Task goal:
A single number is the answer here: how many lines of the entries contain "currently"?

Data for review:
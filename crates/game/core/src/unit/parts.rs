//! Per-unit collaborators.
//!
//! Each unit owns one handle of every part. The handles are thin: the actual
//! subsystems (pathfinding, combat, extraction, collision, selection,
//! animation) live outside the core and only need to honour these contracts.

use crate::common::Position;
use crate::kinds::ResourceType;

/// Movement along computed routes.
pub trait Pathfindable: Send {
    /// Tile the unit currently stands on.
    fn tile(&self) -> Position;

    /// Starts walking to `tile`.
    fn set_destination(&mut self, tile: Position);

    /// Turns to face `tile` without moving.
    fn point_to(&mut self, tile: Position);

    fn is_moving(&self) -> bool;

    fn stop_moves(&mut self);
}

pub trait Attacker: Send {
    fn stop_attack(&mut self);
}

/// Resource extraction driver.
pub trait Extractor: Send {
    /// Tile of the resource currently targeted, if any.
    fn resource_location(&self) -> Option<Position>;

    /// Retargets the ongoing extraction cycle.
    fn set_resource(&mut self, kind: ResourceType, tile: Position);

    fn stop_extraction(&mut self);
}

pub trait Collidable: Send {
    fn set_enabled(&mut self, enabled: bool);
}

pub trait Selectable: Send {
    /// Shows or hides the selection highlight.
    fn on_selection(&mut self, selected: bool);

    /// Allows or forbids the unit from being picked.
    fn set_enabled(&mut self, enabled: bool);
}

/// Presentation hook for the per-state animation.
pub trait Animator: Send {
    fn play(&mut self, animation: &'static str);
}

/// Animator for units nobody draws.
#[derive(Clone, Copy, Debug, Default)]
pub struct NoAnimation;

impl Animator for NoAnimation {
    fn play(&mut self, _animation: &'static str) {}
}

pub(crate) struct UnitParts {
    pub(crate) pathfinder: Box<dyn Pathfindable>,
    pub(crate) attacker: Box<dyn Attacker>,
    pub(crate) extractor: Box<dyn Extractor>,
    pub(crate) collidable: Box<dyn Collidable>,
    pub(crate) selectable: Box<dyn Selectable>,
    pub(crate) animator: Box<dyn Animator>,
}

impl UnitParts {
    /// Halts every in-flight action.
    pub(crate) fn stop_all(&mut self) {
        self.attacker.stop_attack();
        self.pathfinder.stop_moves();
        self.extractor.stop_extraction();
    }
}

Answer to this exercise:
2